= Work to complete =
Copy out each line of the entries where the word "rgba" is present.

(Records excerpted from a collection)

impl<T: SurfaceTarget> SurfaceCore<T> {
    pub fn new(config: SurfaceConfig) -> Self {
        let mut geometry = Geometry::new(config.pixel_density);
        geometry.set_resizable(config.resizable);
        geometry.set_external(config.external);

        Self {
            pacer: FramePacer::new(),
            geometry,
            window: None,
            cursor: CursorManager::default(),
            config,
        }
    }

    pub fn config(&self) -> &SurfaceConfig {
        &self.config
    }

    pub(crate) fn config_mut(&mut self) -> &mut SurfaceConfig {
        &mut self.config
    }

    pub fn pacer(&self) -> &FramePacer<T> {
        &self.pacer
    }

    pub fn pacer_mut(&mut self) -> &mut FramePacer<T> {
        &mut self.pacer
    }

    pub fn geometry(&self) -> &Geometry {
        &self.geometry
    }

    pub fn window(&self) -> Option<&Arc<Window>> {
        self.window.as_ref()
    }

    pub fn cursor(&self) -> &CursorManager {
        &self.cursor
    }

    /// Resets geometry for a new drawable and applies the sketch size to
    /// it. The returned resize is what the context must be created with.
    pub fn prepare(&mut self, size: &dyn SizeProvider) -> Resize {
        let mut geometry = Geometry::new(size.sketch_pixel_density());
        geometry.set_resizable(self.config.resizable);
        geometry.set_external(self.config.external);
        self.geometry = geometry;

        let scale = self.pixel_scale();
        let width = size.sketch_width() as i32;
        let height = size.sketch_height() as i32;

        match self.geometry.set_size(width, height, scale) {
            Some(resize) => resize,
            None => Resize {
                logical: self.geometry.logical_size(),
                physical: self.geometry.physical_size(),
                scale: self.geometry.scale(),
                resize_window: !self.geometry.is_external(),
            },
        }
    }

    /// Takes ownership of a freshly created window and puts the tracked
    /// cursor state on it, custom bitmaps included.
    pub fn attach_window(
        &mut self,
        window: Arc<Window>,
        factory: &dyn WindowFactory,
    ) {
        self.cursor.reapply(factory.cursor_target(&window).as_mut());
        self.window = Some(window);
    }

    /// Installs the context and starts animating at the configured rate.
    pub fn launch(&mut self, target: T) -> Result<(), SurfaceError> {
        self.bind(target);
        self.pacer.set_frame_rate(self.config.frame_rate)?;
        self.pacer.start()?;
        Ok(())
    }

    pub fn bind(&mut self, target: T) {
        if self.pacer.bind(target).is_some() {
            debug!("replaced a previously bound context");
        }
    }

    pub fn set_fault_handler(&mut self, handler: FaultHandler) {
        self.pacer.set_fault_handler(handler);
    }

    /// Physical pixels per logical unit, queried live from the window
    /// since it may have moved to a display of another density.
    pub fn pixel_scale(&self) -> f64 {
        let density = self.geometry.pixel_density() as f64;
        self.geometry.pixel_scale(|| match self.window.as_ref() {
            Some(window) => window.scale_factor(),
            None => density,
        })
    }

    /// Program-driven resize. Returns whether anything changed.
    pub fn set_size(
        &mut self,
        width: i32,
        height: i32,
    ) -> Result<bool, SurfaceError> {
        let scale = self.pixel_scale();
        match self.geometry.set_size(width, height, scale) {
            Some(resize) => self.apply(resize).map(|_| true),
            None => Ok(false),
        }
    }

    /// Resize reported by the window system, in physical pixels.
    pub fn window_resized(
        &mut self,
        physical: [u32; 2],
    ) -> Result<Option<Resize>, SurfaceError> {
        let scale = self.pixel_scale();
        match self.geometry.resize_from_physical(physical, scale) {
            Some(resize) => {
                self.apply(resize)?;
                Ok(Some(resize))
            }
            None => Ok(None),
        }
    }

    /// The window moved to a display with another scale; keeps the logical
    /// size and recomputes the backing buffer.
    pub fn scale_changed(&mut self) -> Result<Option<Resize>, SurfaceError> {
        let [width, height] = self.geometry.logical_size();
        let scale = self.pixel_scale();
        match self.geometry.set_size(width as i32, height as i32, scale) {
            Some(resize) => {
                self.apply(resize)?;
                Ok(Some(resize))
            }
            None => Ok(None),
        }
    }

    /// Requests the window's inner size for a settled geometry. Embedded
    /// surfaces and windows already at that size are left alone.
    pub fn fit_window(&self, resize: &Resize) {
        let Some(window) = self.window.as_ref() else {
            return;
        };

        let [width, height] = resize.physical;
        let current = window.inner_size();
        if resize.resize_window
            && [current.width, current.height] != resize.physical
        {
            let _ =
                window.request_inner_size(PhysicalSize::new(width, height));
        }
    }

    /// Places, shows and starts animating a freshly created window.
    pub fn present(&mut self, target: T) -> Result<(), SurfaceError> {
        self.place_window();
        self.set_visible(self.config.visible);
        self.launch(target)
    }

    // Pushes a settled geometry to the window, then to the context on the
    // thread that owns it.
    fn apply(&mut self, resize: Resize) -> Result<(), SurfaceError> {
        self.fit_window(&resize);

        if self.pacer.handle().is_bound() {
            self.pacer.render(move |target| target.resize(&resize))?;
        }

        debug!(
            "surface resized to {}x{} ({}x{} physical)",
            resize.logical[0],
            resize.logical[1],
            resize.physical[0],
            resize.physical[1]
        );
        Ok(())
    }

    pub fn set_visible(&mut self, visible: bool) {
        self.geometry.set_visible(visible);
        if let Some(window) = self.window.as_ref() {
            window.set_visible(visible);
        }
    }

    pub fn is_visible(&self) -> bool {
        self.geometry.is_visible()
    }

    pub fn set_title(&mut self, title: &str) {
        self.config.title = title.to_string();
        if let Some(window) = self.window.as_ref() {
            window.set_title(title);
        }
    }

    pub fn set_resizable(&mut self, resizable: bool) {
        self.config.resizable = resizable;
        self.geometry.set_resizable(resizable);
        if let Some(window) = self.window.as_ref() {
            window.set_resizable(resizable);
        }
    }

    pub fn set_always_on_top(&mut self, always_on_top: bool) {
        self.config.always_on_top = always_on_top;
        if let Some(window) = self.window.as_ref() {
            window.set_window_level(if always_on_top {
                WindowLevel::AlwaysOnTop
            } else {
                WindowLevel::Normal
            });
        }
    }

    pub fn set_location(&mut self, x: i32, y: i32) {
        self.config.location = Some([x, y]);
        if let Some(window) = self.window.as_ref() {
            window.set_outer_position(PhysicalPosition::new(x, y));
        }
    }

    /// Moves the window to its configured location, or centers it on the
    /// current monitor when none was given.
    pub fn place_window(&self) {
        let Some(window) = self.window.as_ref() else {
            return;
        };

        if let Some([x, y]) = self.config.location {
            window.set_outer_position(PhysicalPosition::new(x, y));
            return;
        }

        let Some(monitor) = window
            .current_monitor()
            .or_else(|| window.primary_monitor())
        else {
            debug!("no monitor to center the window on");
            return;
        };

        let area = monitor.size();
        let origin = monitor.position();
        let size = window.outer_size();
        let x = origin.x + (area.width as i32 - size.width as i32) / 2;
        let y = origin.y + (area.height as i32 - size.height as i32) / 2;
        window.set_outer_position(PhysicalPosition::new(x, y));
    }

    pub fn set_icon(
        &mut self,
        rgba: Vec<u8>,
        width: u32,
        height: u32,
    ) -> Result<(), SurfaceError> {
        let Some(window) = self.window.as_ref() else {
            debug!("ignoring window icon, surface has no window");
            return Ok(());
        };

        let icon = Icon::from_rgba(rgba, width, height).map_err(|err| {
            SurfaceError::Window(format!("invalid window icon: {}", err))
        })?;
        window.set_window_icon(Some(icon));
        Ok(())
    }

    pub fn set_cursor(
        &mut self,
        event_loop: &ActiveEventLoop,
        kind: CursorKind,
    ) {
        match self.window.clone() {
            Some(window) => self.cursor.set_cursor(
                kind,
                &mut WinitCursorTarget {
                    event_loop,
                    window: &window,
                },
            ),
            None => self.cursor.set_cursor(kind, &mut Detached),
        }
    }

    /// Unknown codes warn and keep the current cursor.
    pub fn set_cursor_code(
        &mut self,
        event_loop: &ActiveEventLoop,
        code: i32,
    ) -> bool {
        match self.window.clone() {
            Some(window) => self.cursor.set_cursor_code(
                code,
                &mut WinitCursorTarget {
                    event_loop,
                    window: &window,
                },
            ),
            None => self.cursor.set_cursor_code(code, &mut Detached),
        }
    }

    pub fn set_custom_cursor(
        &mut self,
        event_loop: &ActiveEventLoop,
        image: CursorImage,
    ) {
        match self.window.clone() {
            Some(window) => self.cursor.set_custom_cursor(
                image,
                &mut WinitCursorTarget {
                    event_loop,
                    window: &window,
                },
            ),
            None => self.cursor.set_custom_cursor(image, &mut Detached),
        }
    }

    pub fn show_cursor(&mut self) {
        match self.window.clone() {
            Some(window) => {
                self.cursor.show_cursor(&mut VisibilityOnly(&window))
            }
            None => self.cursor.show_cursor(&mut Detached),
        }
    }

    pub fn hide_cursor(&mut self) {
        match self.window.clone() {
            Some(window) => {
                self.cursor.hide_cursor(&mut VisibilityOnly(&window))
            }
            None => self.cursor.hide_cursor(&mut Detached),
        }
    }

    /// Stops animating and releases the context and window.
    pub fn dispose(&mut self) -> Option<T> {
        let target = self.pacer.unbind();
        if let Some(window) = self.window.take() {
            window.set_visible(false);
        }
        target
    }
}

= Solution to the exercise =
        rgba: Vec<u8>,
        let icon = Icon::from_rgba(rgba, width, height).map_err(|err| {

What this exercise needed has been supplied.